The R1881-induced AR chromatome was categorized to different functional protein groups (Fig. 1b). DNA- and RNA-binding proteins, histones, and DNA repair- and mRNA processing-related proteins formed majority (~50%) of the network. DNA-binding proteins with more specialized roles, e.g. coregulator roles, in transcription formed one-third of the chromatome. This group included ARID1A, SMARCA4, SMARCC1 and SMARCC2, subunits of the BAF complex, and CHD4, a subunit of NuRD complex, coregulators NCOR1, NCOR2 and TRIM28, as well as PARP1, a regulator of DNA damage repair and transcription. An intriguing fraction (~11%) of the chromatome consisted of TFs, e.g. NKX3-1 and HOXB13. Most interestingly, the ChIP-SICAP revealed a large number (>70%) of chromatin proteins that have not previously been identified to associate with AR or androgen signaling (Fig. 1b and Supplementary Table 1). This group includes e.g. MTA1 and GATA2B, two additional subunits of the NuRD complex, BRD1, a component of the MOZ/MORF acetyltransferase complex, and CHD5, an ATP-dependent helicase. TARDBP and SIM2, two TFs and potential PCa biomarkers [21, 22, 24, 25], and prostate metastasis suppressor NDRG1 [26] also belong to the proteins not previously linked to the AR. From the AR chromatome, we characterized and validated the roles of two proteins; SMARCA4 previously linked to the AR and SIM2 hypothesized to act as a novel pioneer TF of AR.

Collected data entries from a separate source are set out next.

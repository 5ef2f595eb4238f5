//! Ingredient densities for volume-to-weight conversion.
//!
//! Densities are stored as grams per US cup (236.588 ml).

use std::collections::BTreeMap;

use crate::units::{convert_quantity, Unit};

/// Built-in densities, grams per cup.
const DENSITIES: &[(&str, f64)] = &[
    // Flours and starches
    ("flour", 120.0),
    ("all-purpose flour", 125.0),
    ("bread flour", 127.0),
    ("cake flour", 114.0),
    ("whole wheat flour", 120.0),
    ("almond flour", 96.0),
    ("cornstarch", 128.0),
    ("cocoa powder", 85.0),
    ("oats", 90.0),
    ("rolled oats", 90.0),
    ("rice", 185.0),
    // Sugars and syrups
    ("sugar", 200.0),
    ("granulated sugar", 200.0),
    ("brown sugar", 220.0),
    ("powdered sugar", 120.0),
    ("honey", 340.0),
    ("maple syrup", 315.0),
    // Fats and dairy
    ("butter", 227.0),
    ("oil", 218.0),
    ("olive oil", 216.0),
    ("vegetable oil", 218.0),
    ("milk", 245.0),
    ("cream", 238.0),
    ("heavy cream", 238.0),
    ("sour cream", 242.0),
    ("yogurt", 245.0),
    // Liquids
    ("water", 236.6),
    // Leaveners and seasoning
    ("salt", 288.0),
    ("baking powder", 220.0),
    ("baking soda", 220.0),
    ("vanilla extract", 208.0),
];

/// Grams-per-cup lookup: the built-in table plus configured entries, which win.
#[derive(Debug, Clone, PartialEq)]
pub struct DensityTable {
    grams_per_cup: BTreeMap<String, f64>,
}

impl DensityTable {
    pub fn new(overrides: &BTreeMap<String, f64>) -> Self {
        let mut grams_per_cup: BTreeMap<String, f64> = DENSITIES
            .iter()
            .map(|(name, density)| ((*name).to_string(), *density))
            .collect();
        for (name, density) in overrides {
            grams_per_cup.insert(name.trim().to_lowercase(), *density);
        }
        Self { grams_per_cup }
    }

    /// Density for an ingredient name. Tries the whole name, then drops
    /// leading words one at a time, so "unsalted butter" finds "butter".
    pub fn find(&self, ingredient: &str) -> Option<f64> {
        let normalized = ingredient.trim().to_lowercase();
        let words: Vec<&str> = normalized.split_whitespace().collect();
        (0..words.len()).find_map(|skip| {
            self.grams_per_cup
                .get(words[skip..].join(" ").as_str())
                .copied()
        })
    }

    /// Grams in `quantity` of `unit` of an ingredient weighing `grams_per_cup`.
    /// `None` unless `unit` is a volume unit.
    pub fn grams(quantity: f64, unit: &Unit, grams_per_cup: f64) -> Option<f64> {
        let cups = convert_quantity(quantity, unit, &Unit::Cup)?;
        Some(cups * grams_per_cup)
    }
}

impl Default for DensityTable {
    fn default() -> Self {
        Self::new(&BTreeMap::new())
    }
}

#[cfg(test)]
mod tests {
    use super::*;

    #[test]
    fn test_find_strips_leading_modifiers() {
        let table = DensityTable::default();
        assert_eq!(table.find("Flour"), Some(120.0));
        assert_eq!(table.find("unsalted butter"), Some(227.0));
        assert_eq!(table.find("light brown sugar"), Some(220.0));
        assert_eq!(table.find("saffron"), None);
        assert_eq!(table.find(""), None);
    }

    #[test]
    fn test_configured_entries_win() {
        let overrides = BTreeMap::from([
            ("Flour".to_string(), 130.0),
            ("tahini".to_string(), 240.0),
        ]);
        let table = DensityTable::new(&overrides);
        assert_eq!(table.find("flour"), Some(130.0));
        assert_eq!(table.find("tahini"), Some(240.0));
        assert_eq!(table.find("butter"), Some(227.0));
    }

    #[test]
    fn test_grams() {
        let grams = DensityTable::grams(2.0, &Unit::Tablespoon, 227.0).unwrap();
        assert!((grams - 28.375).abs() < 0.01);
        assert!(DensityTable::grams(1.0, &Unit::Gram, 227.0).is_none());
    }
}
pub mod batch;
pub mod context;
pub mod orchestrator;
pub mod report;

pub use batch::{BatchCancellation, BatchItem, BatchRunner};
pub use context::{PipelineContext, Stage, Warning};
pub use orchestrator::{Orchestrator, OrchestratorBuilder, RunOutcome, RunState};
pub use report::{BatchReport, EntryStatus, ReportEntry, REPORT_FILE_NAME};
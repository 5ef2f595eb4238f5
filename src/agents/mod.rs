pub mod converter;
pub mod fetcher;
pub mod ingredient_parser;
pub mod json_ld;
pub mod normalizer;
pub mod parser;
pub mod quality;
pub mod scraper;

pub use converter::{Approximation, Conversion, ConverterAgent, UnitPreferences};
pub use fetcher::{Fetcher, HttpFetcher};
pub use ingredient_parser::{score_structure, IngredientParser, RuleBasedParser, StructuredIngredient};
pub use normalizer::NormalizerAgent;
pub use parser::ParserAgent;
pub use quality::{Decision, QualityGate, QualitySettings, QualityVerdict};
pub use self::scraper::ScraperAgent;
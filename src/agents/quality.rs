use serde::Serialize;
use std::fmt;

use crate::config::{ProcessingSettings, QualityWeights};
use crate::model::Recipe;

pub const MISSING_INGREDIENTS: &str = "missing-ingredients";
pub const MISSING_INSTRUCTIONS: &str = "missing-instructions";
pub const MISSING_TITLE: &str = "missing-title";
pub const LOW_CONFIDENCE_INGREDIENTS: &str = "low-confidence-ingredients";
pub const SCORE_BELOW_THRESHOLD: &str = "score-below-threshold";

#[derive(Debug, Clone, Copy, PartialEq, Eq, Serialize)]
#[serde(rename_all = "lowercase")]
pub enum Decision {
    Accept,
    Warn,
    Reject,
}

impl fmt::Display for Decision {
    fn fmt(&self, f: &mut fmt::Formatter<'_>) -> fmt::Result {
        f.write_str(match self {
            Decision::Accept => "accept",
            Decision::Warn => "warn",
            Decision::Reject => "reject",
        })
    }
}

#[derive(Debug, Clone, PartialEq, Serialize)]
pub struct QualityVerdict {
    pub score: f64,
    pub decision: Decision,
    pub reasons: Vec<String>,
}

#[derive(Debug, Clone, PartialEq)]
pub struct QualitySettings {
    pub min_ingredient_confidence: f64,
    pub min_recipe_quality_score: f64,
    pub require_ingredients: bool,
    pub require_instructions: bool,
    pub weights: QualityWeights,
}

impl QualitySettings {
    pub fn from_settings(settings: &ProcessingSettings) -> Self {
        Self {
            min_ingredient_confidence: settings.min_ingredient_confidence,
            min_recipe_quality_score: settings.min_recipe_quality_score,
            require_ingredients: settings.require_ingredients,
            require_instructions: settings.require_instructions,
            weights: settings.quality_weights,
        }
    }
}

impl Default for QualitySettings {
    fn default() -> Self {
        Self::from_settings(&ProcessingSettings::default())
    }
}

/// Scores a finished recipe. Holds no state, so the same recipe always gets
/// the same verdict.
#[derive(Debug, Clone)]
pub struct QualityGate {
    settings: QualitySettings,
}

impl QualityGate {
    pub fn new(settings: QualitySettings) -> Self {
        Self { settings }
    }

    pub fn evaluate(&self, recipe: &Recipe) -> QualityVerdict {
        let settings = &self.settings;
        let mut reasons = Vec::new();

        let confident = recipe
            .ingredients
            .iter()
            .filter(|i| i.confidence >= settings.min_ingredient_confidence)
            .count();
        let confident_fraction = if recipe.ingredients.is_empty() {
            0.0
        } else {
            confident as f64 / recipe.ingredients.len() as f64
        };
        if confident < recipe.ingredients.len() {
            reasons.push(LOW_CONFIDENCE_INGREDIENTS.to_string());
        }

        let mut required = 0;
        let mut present = 0;
        let mut missing_required = false;
        if settings.require_ingredients {
            required += 1;
            if recipe.ingredients.is_empty() {
                reasons.push(MISSING_INGREDIENTS.to_string());
                missing_required = true;
            } else {
                present += 1;
            }
        }
        if settings.require_instructions {
            required += 1;
            if recipe.instructions.is_empty() {
                reasons.push(MISSING_INSTRUCTIONS.to_string());
                missing_required = true;
            } else {
                present += 1;
            }
        }
        let required_fraction = if required == 0 {
            1.0
        } else {
            f64::from(present) / f64::from(required)
        };

        let has_title = !recipe.title.trim().is_empty();
        if !has_title {
            reasons.push(MISSING_TITLE.to_string());
        }

        let weights = settings.weights;
        let total_weight = weights.confidence + weights.required + weights.title;
        let score = if total_weight > 0.0 {
            (weights.confidence * confident_fraction
                + weights.required * required_fraction
                + weights.title * if has_title { 1.0 } else { 0.0 })
                / total_weight
        } else {
            0.0
        };

        let decision = if missing_required {
            Decision::Reject
        } else if score < settings.min_recipe_quality_score {
            reasons.push(SCORE_BELOW_THRESHOLD.to_string());
            Decision::Warn
        } else {
            Decision::Accept
        };

        QualityVerdict {
            score,
            decision,
            reasons,
        }
    }
}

SMARCA4 co-occupies the majority of AR-binding sites, but has a limited effect on their chromatin accessibility
To explore the more detailed role of SMARCA4 in AR-associated chromatin environments, we first performed ChIP-seq with SMARCA4 and AR antibodies in VCaP cells in the presence or absence of 5α-dihydrotestosterone (DHT). We focused our interest on sites co-occupied by SMARCA4 and AR and how androgen affects the co-occupancy. Most chromatin-binding sites of SMARCA4 (61534) were not affected by DHT (cluster C1, Fig. 2a, Supplementary Fig. S3a). However, DHT enhances the recruitment of SMARCA4 to these sites (cluster C1, Fig. 2b). The SMARCA4-binding sites (SBs) in C1 prevalently enrich in promoter regions (Supplementary Fig. S3b) marked with active histone modifications and active production of intergenic enhancer RNA (eRNA) without an effect of androgen (Supplementary Fig. S3b, d–f). This suggests that the C1 sites mostly represent VCaP cell type-specific active promoters and enhancers whose activity is mostly unresponsive to androgen. More than 40% of SBs (cluster C2) were induced upon androgen treatment and ~75% of them overlapped with AR-binding sites (ARBs). At the C2 sites, AR and SMARCA4 showed a high correlation with the binding (Fig. 2a and b, cluster C2, Supplementary Fig. S3c) and they enrich in intergenic and intronic enhancer regions with intergenic eRNA production upon hormone exposure (Supplementary Fig. S3b, d–f). Only a few sites were lost upon hormone treatment (cluster C3). Examples of genome browser tracks are shown in Supplementary Fig. S3g–h.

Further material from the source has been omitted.